Baianos comemoram 260 anos da Lavagem do Bonfim

Celebração une tradições religiosas e laicas numa comemoração que reúne quase um milhão de pessoas

*Por Natácia Guimarães

Os baianos comemoraram na última quinta feira, 16,  os 260 anos da Lavagem do Bomfim e o reconhecimento do ritual como patrimônio imaterial do Brasil. A Lavagem, uma verdadeira celebração da baianidade, é uma festa de toda a cidade e conjuga diversas tradições religiosas, pessoas, cheiros e energias. Na quinta-feira da Lavagem, gente de Santo dos Candomblés de toda a Bahia, vendedoras de acarajé, fiéis de diversas Igrejas cristãs, gente sem religião ou que pratica varias religiões, mais de um milhão de pessoas seguiram a pé os oito quilômetros que separam a Igreja da Conceição da Praia, localizada no Bairro do Comércio, e a Colina Sagrada, sintonizados em um só ritmo em respeito ao Senhor do Bomfim.

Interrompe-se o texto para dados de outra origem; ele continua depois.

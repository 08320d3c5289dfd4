//! Property tests for stack invariants.
//!
//! Uses proptest to verify:
//! 1. Order preservation: the stack is always the still-present entries in
//!    the order they were first opened
//! 2. Idempotence: a second close/back has no effect of its own
//! 3. Uniqueness: at most one live entry per content type unless duplicates
//!    were requested
//! 4. Evaluator monotonicity: more offset or more velocity never turns a
//!    dismiss into a snap-back
//! 5. Resolver purity: a mounted drawer's presentation depends only on the
//!    current viewport, not on the resizes before it

use proptest::prelude::*;
use std::collections::HashMap;
use std::time::Duration;

use drawerstack_core::config::PoolConfig;
use drawerstack_core::presentation::resolve;
use drawerstack_core::{
    evaluate_release, AnimationState, ContentRegistry, DrawerConfig, DrawerController,
    DrawerId, DrawerStore, GestureVerdict, OpenOptions, PresentationRequest, SizeToken,
};
use serde_json::json;

// ── Strategies (proptest) ────────────────────────────────────────────

const TYPES: [&str; 4] = ["trip-settings", "place-selector", "meal-editor", "hotel-picker"];

#[derive(Debug, Clone)]
enum Op {
    Open { ty: usize, keep: bool, dup: bool },
    Close(usize),
    Back,
    CloseAll,
    /// Shells finish whatever transition they are in.
    Complete,
    Evict,
}

fn arb_op() -> impl Strategy<Value = Op> {
    prop_oneof![
        4 => (0..TYPES.len(), any::<bool>(), prop::bool::weighted(0.2))
            .prop_map(|(ty, keep, dup)| Op::Open { ty, keep, dup }),
        2 => (0..16usize).prop_map(Op::Close),
        2 => Just(Op::Back),
        1 => Just(Op::CloseAll),
        3 => Just(Op::Complete),
        1 => Just(Op::Evict),
    ]
}

fn arb_ops() -> impl Strategy<Value = Vec<Op>> {
    prop::collection::vec(arb_op(), 1..60)
}

fn arb_request() -> impl Strategy<Value = PresentationRequest> {
    prop_oneof![
        Just(PresentationRequest::Auto),
        Just(PresentationRequest::Fullscreen),
        prop::sample::select(SizeToken::ALL.to_vec()).prop_map(PresentationRequest::Size),
    ]
}

/// Pick a known id by index so closes hit both live and stale ids.
fn pick(seen: &[DrawerId], i: usize) -> DrawerId {
    if seen.is_empty() || i >= seen.len() {
        DrawerId(10_000 + i as u64)
    } else {
        seen[i]
    }
}

/// Apply one op to a bare store, completing transitions the way shells would.
fn apply(store: &mut DrawerStore, seen: &mut Vec<DrawerId>, op: &Op) {
    match *op {
        Op::Open { ty, keep, dup } => {
            let options = OpenOptions::new()
                .keep_state_on_close(keep)
                .allow_duplicate(dup);
            let id = store.open(TYPES[ty], json!({ "n": seen.len() }), options);
            if !seen.contains(&id) {
                seen.push(id);
            }
        }
        Op::Close(i) => {
            store.close(pick(seen, i));
        }
        Op::Back => {
            store.back();
        }
        Op::CloseAll => {
            store.close_all();
        }
        Op::Complete => {
            let pending: Vec<(DrawerId, AnimationState)> = store
                .entries()
                .iter()
                .map(|e| (e.id, e.animation_state))
                .collect();
            for (id, state) in pending {
                match state {
                    AnimationState::Entering => {
                        store.report_opened(id);
                    }
                    AnimationState::Exiting => {
                        store.finish_exit(id);
                    }
                    _ => {}
                }
            }
        }
        Op::Evict => {
            store.relieve_memory_pressure();
        }
    }
}

// ── 1. Order Preservation ────────────────────────────────────────────

proptest! {
    /// Stack order never disagrees with the order entries were pushed on top.
    #[test]
    fn stack_order_follows_push_order(ops in arb_ops()) {
        let mut store = DrawerStore::default();
        let mut seen = Vec::new();
        // Position at which each id was last pushed on top.
        let mut pushed_at: HashMap<DrawerId, usize> = HashMap::new();
        let mut pushes = 0usize;

        for op in &ops {
            let before: Vec<DrawerId> = store.entries().iter().map(|e| e.id).collect();
            apply(&mut store, &mut seen, op);
            for entry in store.entries() {
                if !before.contains(&entry.id) {
                    pushed_at.insert(entry.id, pushes);
                    pushes += 1;
                }
            }

            let order: Vec<usize> = store.entries().iter().map(|e| pushed_at[&e.id]).collect();
            prop_assert!(order.windows(2).all(|w| w[0] < w[1]), "order {:?}", order);
        }
    }

    /// The stack never holds an entry twice and never holds a closed entry.
    #[test]
    fn stack_entries_are_distinct_and_mounted(ops in arb_ops()) {
        let mut store = DrawerStore::default();
        let mut seen = Vec::new();
        for op in &ops {
            apply(&mut store, &mut seen, op);
            let ids: Vec<DrawerId> = store.entries().iter().map(|e| e.id).collect();
            let mut dedup = ids.clone();
            dedup.sort();
            dedup.dedup();
            prop_assert_eq!(dedup.len(), ids.len());
            prop_assert!(store.entries().iter().all(|e| e.animation_state.is_mounted()));
            for hidden in store.hidden_entries() {
                prop_assert!(!ids.contains(&hidden.id));
            }
        }
    }
}

// ── 2. Idempotence ───────────────────────────────────────────────────

proptest! {
    /// Closing the same id twice leaves the same state as closing it once.
    #[test]
    fn double_close_matches_single_close(ops in arb_ops(), target in 0..16usize) {
        let mut store = DrawerStore::default();
        let mut seen = Vec::new();
        for op in &ops {
            apply(&mut store, &mut seen, op);
        }
        let id = pick(&seen, target);
        store.close(id);
        let once = store.snapshot();
        prop_assert!(!store.close(id));
        prop_assert_eq!(store.snapshot(), once);
    }

    /// A second back() right after the first changes nothing.
    #[test]
    fn double_back_matches_single_back(ops in arb_ops()) {
        let mut store = DrawerStore::default();
        let mut seen = Vec::new();
        for op in &ops {
            apply(&mut store, &mut seen, op);
        }
        store.back();
        let once = store.snapshot();
        prop_assert_eq!(store.back(), None);
        prop_assert_eq!(store.snapshot(), once);
    }
}

// ── 3. Uniqueness ────────────────────────────────────────────────────

proptest! {
    /// Without duplicate requests, each content type has at most one live entry.
    #[test]
    fn one_live_entry_per_type_without_duplicates(ops in arb_ops()) {
        let ops: Vec<Op> = ops
            .into_iter()
            .map(|op| match op {
                Op::Open { ty, keep, .. } => Op::Open { ty, keep, dup: false },
                other => other,
            })
            .collect();
        let mut store = DrawerStore::default();
        let mut seen = Vec::new();
        for op in &ops {
            apply(&mut store, &mut seen, op);
            let mut live: HashMap<&str, usize> = HashMap::new();
            for entry in store.live_entries() {
                *live.entry(entry.content_type.as_str()).or_default() += 1;
            }
            prop_assert!(live.values().all(|&n| n == 1), "live {:?}", live);
        }
    }

    /// The hidden pool never exceeds its capacity.
    #[test]
    fn hidden_pool_is_bounded(ops in arb_ops(), capacity in 1..4usize) {
        let mut store = DrawerStore::new(&PoolConfig {
            hidden_capacity: capacity,
            ..PoolConfig::default()
        });
        let mut seen = Vec::new();
        for op in &ops {
            apply(&mut store, &mut seen, op);
            prop_assert!(store.hidden_entries().count() <= capacity);
        }
    }

    /// The controller's mount always has exactly one shell per stack entry,
    /// in stack order.
    #[test]
    fn mount_mirrors_store(ops in arb_ops()) {
        let mut ctl: DrawerController = DrawerController::new(
            DrawerConfig::default(),
            ContentRegistry::new(),
            1280,
        );
        let mut seen: Vec<DrawerId> = Vec::new();
        for op in &ops {
            match *op {
                Op::Open { ty, keep, dup } => {
                    let id = ctl.open(
                        TYPES[ty],
                        json!({}),
                        OpenOptions::new().keep_state_on_close(keep).allow_duplicate(dup),
                    );
                    seen.push(id);
                }
                Op::Close(i) => {
                    ctl.close(pick(&seen, i));
                }
                Op::Back => {
                    ctl.back();
                }
                Op::CloseAll => {
                    ctl.close_all();
                }
                Op::Complete => {
                    ctl.tick(Duration::from_millis(400));
                }
                Op::Evict => {
                    ctl.relieve_memory_pressure();
                }
            }
            let stack: Vec<DrawerId> = ctl.store().entries().iter().map(|e| e.id).collect();
            let mounted: Vec<DrawerId> = ctl.drawers().map(|d| d.id()).collect();
            prop_assert_eq!(&stack, &mounted);
            prop_assert!(ctl.drawers().filter(|d| d.topmost).count() <= 1);
            let trapped = ctl.drawers().filter(|d| d.shell.focus().is_trapped()).count();
            prop_assert!(trapped <= 1);
        }
    }
}

// ── 4. Evaluator Monotonicity ────────────────────────────────────────

proptest! {
    #[test]
    fn more_offset_never_undoes_dismiss(
        offset in -500.0..500.0_f64,
        extra in 0.0..500.0_f64,
        velocity in -5_000.0..5_000.0_f64,
    ) {
        if evaluate_release(offset, velocity) == GestureVerdict::Dismiss {
            prop_assert_eq!(evaluate_release(offset + extra, velocity), GestureVerdict::Dismiss);
            prop_assert_eq!(evaluate_release(offset, velocity + extra), GestureVerdict::Dismiss);
        }
    }

    #[test]
    fn nothing_at_or_below_flick_offset_dismisses(
        offset in -500.0..=50.0_f64,
        velocity in -10_000.0..10_000.0_f64,
    ) {
        prop_assert_eq!(evaluate_release(offset, velocity), GestureVerdict::SnapBack);
    }
}

// ── 5. Resolver Purity ───────────────────────────────────────────────

proptest! {
    #[test]
    fn resolution_ignores_history(
        widths in prop::collection::vec(200..3000u32, 1..20),
        request in arb_request(),
        size in prop::option::of(prop::sample::select(SizeToken::ALL.to_vec())),
    ) {
        let last = *widths.last().unwrap();
        let expected = resolve(last, request, size);

        // A drawer that lived through every resize ends up where a drawer
        // opened directly at the final width starts.
        let mut options = OpenOptions::new().presentation(request);
        if let Some(size) = size {
            options = options.size(size);
        }
        let mut resized: DrawerController =
            DrawerController::new(DrawerConfig::default(), ContentRegistry::new(), widths[0]);
        let id = resized.open("hotel-picker", json!({}), options.clone());
        for &w in &widths {
            resized.set_viewport(w);
        }
        let mut fresh: DrawerController =
            DrawerController::new(DrawerConfig::default(), ContentRegistry::new(), last);
        let fresh_id = fresh.open("hotel-picker", json!({}), options);

        let after_resizes = resized.mount().get(id).map(|d| d.shell.presentation());
        let opened_there = fresh.mount().get(fresh_id).map(|d| d.shell.presentation());
        prop_assert_eq!(after_resizes, Some(expected));
        prop_assert_eq!(opened_there, Some(expected));
        prop_assert!(expected.width_px <= last);
    }
}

O cortejo começou às 9h da manhã. No entanto,  às 7h30 já se podia ver os primeiros caminhantes: participantes da corrida sagrada que há alguns anos abrem o Ritual da lavagem. Logo após a saída dos corredores, uma celebração ecumênica é realizada no adro da Igreja de Nossa Senhora da Conceição da Praia, no Comércio, com a participação de representantes da Federação Espírita da Bahia, Igreja Batista, Federação do Culto Afro Brasileiro, Hinduísmo e Organização Brahma Kumaris. Assim, deu-se início ao cortejo rumo à colina sagrada.  As baianas foram as primeiras no desfile e, logo atrás, podia-se ver blocos independentes e os caminhantes que confiavam no forte dito popular “quem tem fé vai a pé” para concentrar energia e chegar ao destino esperado.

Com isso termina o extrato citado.